··· DATA ···

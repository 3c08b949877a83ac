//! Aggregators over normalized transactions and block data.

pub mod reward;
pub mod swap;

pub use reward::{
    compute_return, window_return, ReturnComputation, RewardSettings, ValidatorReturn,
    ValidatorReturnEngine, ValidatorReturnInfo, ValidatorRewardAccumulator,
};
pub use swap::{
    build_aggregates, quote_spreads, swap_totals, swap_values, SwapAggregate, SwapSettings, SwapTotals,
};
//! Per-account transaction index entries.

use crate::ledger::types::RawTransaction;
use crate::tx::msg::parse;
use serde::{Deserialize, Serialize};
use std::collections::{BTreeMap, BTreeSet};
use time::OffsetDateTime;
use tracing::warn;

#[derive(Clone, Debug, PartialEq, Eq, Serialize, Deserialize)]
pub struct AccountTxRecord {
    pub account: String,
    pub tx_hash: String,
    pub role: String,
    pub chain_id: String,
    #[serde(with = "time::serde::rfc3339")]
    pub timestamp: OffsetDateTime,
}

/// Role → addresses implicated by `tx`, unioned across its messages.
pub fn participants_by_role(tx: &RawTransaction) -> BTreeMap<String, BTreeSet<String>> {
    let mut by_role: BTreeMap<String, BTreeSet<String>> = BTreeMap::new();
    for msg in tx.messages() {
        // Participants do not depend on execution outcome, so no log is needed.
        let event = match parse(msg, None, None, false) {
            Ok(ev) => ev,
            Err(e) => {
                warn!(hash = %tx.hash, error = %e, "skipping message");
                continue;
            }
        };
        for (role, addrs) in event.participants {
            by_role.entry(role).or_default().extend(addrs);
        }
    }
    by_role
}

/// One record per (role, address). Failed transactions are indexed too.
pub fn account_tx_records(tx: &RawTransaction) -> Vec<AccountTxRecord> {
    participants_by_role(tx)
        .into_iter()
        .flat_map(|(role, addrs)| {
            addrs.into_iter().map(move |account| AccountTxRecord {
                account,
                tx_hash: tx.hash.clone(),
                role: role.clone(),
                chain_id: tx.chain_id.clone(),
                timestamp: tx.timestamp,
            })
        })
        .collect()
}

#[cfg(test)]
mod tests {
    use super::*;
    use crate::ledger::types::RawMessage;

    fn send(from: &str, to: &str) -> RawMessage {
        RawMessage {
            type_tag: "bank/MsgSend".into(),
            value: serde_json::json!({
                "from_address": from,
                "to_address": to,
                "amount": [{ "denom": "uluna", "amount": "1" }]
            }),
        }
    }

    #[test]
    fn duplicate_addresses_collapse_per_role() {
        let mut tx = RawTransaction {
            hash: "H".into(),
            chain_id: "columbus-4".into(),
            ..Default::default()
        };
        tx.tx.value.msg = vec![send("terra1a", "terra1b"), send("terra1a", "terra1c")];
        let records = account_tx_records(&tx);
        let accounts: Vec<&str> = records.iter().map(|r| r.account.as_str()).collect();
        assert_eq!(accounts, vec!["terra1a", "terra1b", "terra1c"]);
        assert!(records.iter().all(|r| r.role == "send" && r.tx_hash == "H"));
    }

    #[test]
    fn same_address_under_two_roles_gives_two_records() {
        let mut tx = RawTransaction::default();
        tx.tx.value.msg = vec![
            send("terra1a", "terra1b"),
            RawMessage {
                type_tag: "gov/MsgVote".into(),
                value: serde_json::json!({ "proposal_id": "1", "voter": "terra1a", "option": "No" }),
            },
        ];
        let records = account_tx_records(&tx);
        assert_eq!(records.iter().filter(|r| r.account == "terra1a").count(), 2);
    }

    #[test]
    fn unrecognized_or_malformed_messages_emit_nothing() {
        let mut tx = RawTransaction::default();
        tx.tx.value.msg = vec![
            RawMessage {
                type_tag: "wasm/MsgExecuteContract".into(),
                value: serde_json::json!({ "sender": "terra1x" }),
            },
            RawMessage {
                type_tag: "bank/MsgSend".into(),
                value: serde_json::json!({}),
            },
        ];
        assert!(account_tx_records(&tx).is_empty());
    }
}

···
··· DATA ···

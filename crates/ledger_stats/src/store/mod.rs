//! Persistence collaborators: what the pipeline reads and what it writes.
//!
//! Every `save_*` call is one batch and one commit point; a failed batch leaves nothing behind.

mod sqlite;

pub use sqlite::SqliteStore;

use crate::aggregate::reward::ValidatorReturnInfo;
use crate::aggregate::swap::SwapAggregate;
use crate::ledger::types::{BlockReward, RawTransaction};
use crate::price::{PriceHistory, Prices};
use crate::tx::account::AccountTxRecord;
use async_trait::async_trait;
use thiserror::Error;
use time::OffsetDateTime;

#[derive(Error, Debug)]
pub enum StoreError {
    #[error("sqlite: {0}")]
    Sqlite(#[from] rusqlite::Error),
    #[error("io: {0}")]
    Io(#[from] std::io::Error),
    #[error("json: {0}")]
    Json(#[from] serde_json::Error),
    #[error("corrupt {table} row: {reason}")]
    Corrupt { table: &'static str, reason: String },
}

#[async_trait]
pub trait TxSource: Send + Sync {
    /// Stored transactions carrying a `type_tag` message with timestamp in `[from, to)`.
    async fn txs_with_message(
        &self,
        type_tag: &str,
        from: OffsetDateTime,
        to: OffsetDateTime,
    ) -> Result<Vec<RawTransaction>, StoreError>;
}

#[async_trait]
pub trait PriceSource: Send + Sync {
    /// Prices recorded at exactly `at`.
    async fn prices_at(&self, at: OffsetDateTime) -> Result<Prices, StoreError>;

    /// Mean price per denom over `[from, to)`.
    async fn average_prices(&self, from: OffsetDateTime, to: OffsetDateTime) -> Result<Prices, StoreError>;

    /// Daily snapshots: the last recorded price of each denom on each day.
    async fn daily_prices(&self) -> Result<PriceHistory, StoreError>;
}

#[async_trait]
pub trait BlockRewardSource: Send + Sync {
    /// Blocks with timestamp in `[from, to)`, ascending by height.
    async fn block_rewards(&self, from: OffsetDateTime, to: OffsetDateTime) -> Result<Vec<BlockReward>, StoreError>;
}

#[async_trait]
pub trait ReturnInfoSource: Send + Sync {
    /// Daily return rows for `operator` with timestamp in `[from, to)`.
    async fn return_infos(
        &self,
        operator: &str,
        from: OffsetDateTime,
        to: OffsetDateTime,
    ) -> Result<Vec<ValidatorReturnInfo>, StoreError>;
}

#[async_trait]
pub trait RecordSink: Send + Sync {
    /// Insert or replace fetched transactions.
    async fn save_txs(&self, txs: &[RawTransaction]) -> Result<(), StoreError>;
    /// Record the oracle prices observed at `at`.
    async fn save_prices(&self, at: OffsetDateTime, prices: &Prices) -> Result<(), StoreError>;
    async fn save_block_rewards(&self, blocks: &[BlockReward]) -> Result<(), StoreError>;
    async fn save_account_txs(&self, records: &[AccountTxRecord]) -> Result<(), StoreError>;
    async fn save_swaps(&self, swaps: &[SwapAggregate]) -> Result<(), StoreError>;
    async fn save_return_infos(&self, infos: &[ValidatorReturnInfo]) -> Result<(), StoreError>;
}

···

ACTIVITY: Taking the entries above, restate exactly those lines that fall between the line with "#[derive(Clone, Debug, PartialEq, Eq, Serialize, Deserialize)]" and the line with "let mut by_role: BTreeMap<String, BTreeSet<String>>", keeping both of those lines too.

WRITTEN ANSWER:
#[derive(Clone, Debug, PartialEq, Eq, Serialize, Deserialize)]
pub struct AccountTxRecord {
    pub account: String,
    pub tx_hash: String,
    pub role: String,
    pub chain_id: String,
    #[serde(with = "time::serde::rfc3339")]
    pub timestamp: OffsetDateTime,
}

/// Role → addresses implicated by `tx`, unioned across its messages.
pub fn participants_by_role(tx: &RawTransaction) -> BTreeMap<String, BTreeSet<String>> {
    let mut by_role: BTreeMap<String, BTreeSet<String>> = BTreeMap::new();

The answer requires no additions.